Re: Best approach to multiple languages

Posted by Julian Davchev <jm...@drun.net>.

Hi,

We have such case...we don't want to search in all of those languages at
once but just one of them.
So we took the approach of different indexes for each language. From
what I know it helps not breaking relevance of the stats as well.
You know, how much an index is used etc etc.
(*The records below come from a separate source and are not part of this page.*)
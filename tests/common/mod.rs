#![allow(dead_code)]

use std::sync::Arc;

use chrono::{Duration, Utc};
use jewelry_store_api::{
    config::AppConfig,
    db::{create_pool, run_migrations},
    dto::catalog::CreateProductRequest,
    entity::{categories::ActiveModel as CategoryActive, users::ActiveModel as UserActive},
    mailer::MemoryMailer,
    middleware::auth::AuthUser,
    models::Role,
    services::product_service,
    state::AppState,
    token::{self, TokenPurpose},
};
use sea_orm::{ActiveModelTrait, Set};
use uuid::Uuid;

/// Returns `None` when no database is configured so the caller can skip.
pub fn database_url() -> Option<String> {
    match std::env::var("TEST_DATABASE_URL").or_else(|_| std::env::var("DATABASE_URL")) {
        Ok(url) => Some(url),
        Err(_) => {
            eprintln!(
                "Skipping test: set TEST_DATABASE_URL or DATABASE_URL to run integration tests."
            );
            None
        }
    }
}

pub async fn setup_state(database_url: &str) -> anyhow::Result<(AppState, Arc<MemoryMailer>)> {
    let pool = create_pool(database_url).await?;
    run_migrations(&pool).await?;
    let mailer = Arc::new(MemoryMailer::default());
    let config = AppConfig::for_database(database_url);
    let state = AppState::with_mailer(pool, config, mailer.clone());
    Ok((state, mailer))
}

/// Tests share one database and run in parallel, so every fixture gets unique names.
pub fn unique(prefix: &str) -> String {
    format!("{prefix}-{}", Uuid::new_v4().simple())
}

pub async fn create_user(state: &AppState, role: Role) -> anyhow::Result<AuthUser> {
    let now = Utc::now();
    let user = UserActive {
        id: Set(Uuid::new_v4()),
        full_name: Set(unique("user")),
        email: Set(format!("{}@example.com", unique(role.as_str()))),
        password_hash: Set("dummy".into()),
        phone: Set(None),
        address: Set(None),
        birthday: Set(None),
        role: Set(role.as_str().to_string()),
        is_active: Set(true),
        avatar_url: Set(None),
        token_version: Set(0),
        created_at: Set(now.into()),
        updated_at: Set(now.into()),
    }
    .insert(&state.orm)
    .await?;

    Ok(AuthUser {
        user_id: user.id,
        role,
    })
}

pub async fn create_category(state: &AppState) -> anyhow::Result<Uuid> {
    let category = CategoryActive {
        id: Set(Uuid::new_v4()),
        name: Set(unique("category")),
    }
    .insert(&state.orm)
    .await?;
    Ok(category.id)
}

pub async fn create_product(
    state: &AppState,
    manager: &AuthUser,
    category_id: Uuid,
    price: i64,
    quantity: i32,
) -> anyhow::Result<Uuid> {
    let resp = product_service::create_product(
        state,
        manager,
        CreateProductRequest {
            name: unique("product"),
            material: Some("18K gold".into()),
            description: None,
            price,
            quantity: Some(quantity),
            category_id,
            images: vec![],
            gemstones: vec![],
        },
    )
    .await?;
    let detail = resp.data.ok_or_else(|| anyhow::anyhow!("missing product"))?;
    Ok(detail.product.id)
}

pub async fn stock_of(state: &AppState, product_id: Uuid) -> anyhow::Result<i32> {
    let resp = product_service::get_inventory(state, product_id).await?;
    Ok(resp.data.ok_or_else(|| anyhow::anyhow!("missing inventory"))?.quantity)
}

/// Session token for a fixture user that has never changed its password.
pub fn access_token(state: &AppState, user: &AuthUser) -> anyhow::Result<String> {
    Ok(token::issue(
        &state.config.jwt_secret,
        user.user_id,
        user.role.as_str(),
        0,
        TokenPurpose::Access,
        Duration::hours(1),
    )?)
}
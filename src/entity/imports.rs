use sea_orm::entity::prelude::*;

#[derive(Clone, Debug, PartialEq, DeriveEntityModel)]
#[sea_orm(table_name = "imports")]
pub struct Model {
    #[sea_orm(primary_key, auto_increment = false)]
    pub id: Uuid,
    pub supplier_id: Uuid,
    pub staff_id: Uuid,
    pub total_price: i64,
    pub status: String,
    pub decided_by: Option<Uuid>,
    pub decided_at: Option<DateTimeWithTimeZone>,
    pub created_at: DateTimeWithTimeZone,
}

#[derive(Copy, Clone, Debug, EnumIter, DeriveRelation)]
pub enum Relation {
    #[sea_orm(
        belongs_to = "super::suppliers::Entity",
        from = "Column::SupplierId",
        to = "super::suppliers::Column::Id"
    )]
    Suppliers,
    #[sea_orm(has_many = "super::import_details::Entity")]
    ImportDetails,
}

impl Related<super::suppliers::Entity> for Entity {
    fn to() -> RelationDef {
        Relation::Suppliers.def()
    }
}

impl Related<super::import_details::Entity> for Entity {
    fn to() -> RelationDef {
        Relation::ImportDetails.def()
    }
}

impl ActiveModelBehavior for ActiveModel {}
mod common;

use axum::extract::State;
use jewelry_store_api::routes::health::health_check;

#[tokio::test]
async fn health_check_reports_database() -> anyhow::Result<()> {
    let Some(database_url) = common::database_url() else {
        return Ok(());
    };
    let (state, _) = common::setup_state(&database_url).await?;

    let response = health_check(State(state)).await;
    assert_eq!(response.0.message, "Health check");

    let data = response.0.data.expect("health data");
    assert_eq!(data.status, "ok");
    assert_eq!(data.database, "ok");
    Ok(())
}
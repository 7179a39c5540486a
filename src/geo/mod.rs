//! Geographic data model.
//!
//! # Data Flow
//! ```text
//! Drawing surface (FeatureCollection)
//!     → last Feature's LineString
//!     → Path + SearchRadius
//!     → matching service
//!     → MatchedGeometry
//!     → route layer source data
//! ```
//!
//! # Design Decisions
//! - Coordinates serialize as GeoJSON positions (`[lon, lat]` or `[lon, lat, ele]`)
//! - Coordinates are `Copy` and never mutated after construction
//! - A matched geometry is always a LineString; anything else fails to decode

pub mod geojson;
pub mod types;

pub use geojson::{Feature, FeatureCollection, Geometry};
pub use types::{Coordinate, CoordinateError, MatchedGeometry, Path, SearchRadius};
If you dig in mailling list. This has been discussed quite many times.

Andrew McCombe wrote:
> Hi
>
> We have a dataset that contains productname, category and descriptions.  The
> descriptions can be in one or more different languages.  What would be the
> recommended way of indexing these?
>
> My initial thoughts are to index each description as a separate field and
> append the language identifier to the field name, for example, three fields
> with description_en, description_de, descrtiption_fr.  Is this the best
> approach or is there a better way?
>
> Regards
> Andrew McCombe
>
>

Re: Best approach to multiple languages

Posted by Andrew McCombe <eu...@gmail.com>.

Hi

Thanks for posting this. Helps a lot with my application.

Andrew

2009/7/22 Ed Summers <eh...@pobox.com>

> On Wed, Jul 22, 2009 at 11:35 AM, Grant Ingersoll<gs...@apache.org>
> wrote:
> >> My initial thoughts are to index each description as a separate field
> and
> >> append the language identifier to the field name, for example, three
> >> fields
> >> with description_en, description_de, descrtiption_fr.  Is this the best
> >> approach or is there a better way?
>
> FWIW, this approach is essentially what we did at the Library of
> Congress to support multi-lingual fulltext search in the World Digital
> Library [1] webapp. It seems to have paid off pretty well, since we
> were able to configure analysis on a per-language basis.
>
> In case you are curious I've attached a copy of our schema.xml to give
> you an idea of what we did.
>
> //Ed
>
> [1] http://www.wdl.org/
>

Re: Best approach to multiple languages

Posted by aniljayanti <an...@yahoo.co.in>.

Hi 

thanks for you post. I am searching for this type of multiple language
indexing and searching in solr. Below is my post in lecene. Can you please
help me out of this.

http://lucene.472066.n3.nabble.com/Indexing-Multiple-Languages-with-solr-Arabic-amp-English-td4104580.html

thanks in advance,

aniljayanti



--
View this message in context: http://lucene.472066.n3.nabble.com/Best-approach-to-multiple-languages-tp498198p4104593.html
Sent from the Solr - User mailing list archive at Nabble.com.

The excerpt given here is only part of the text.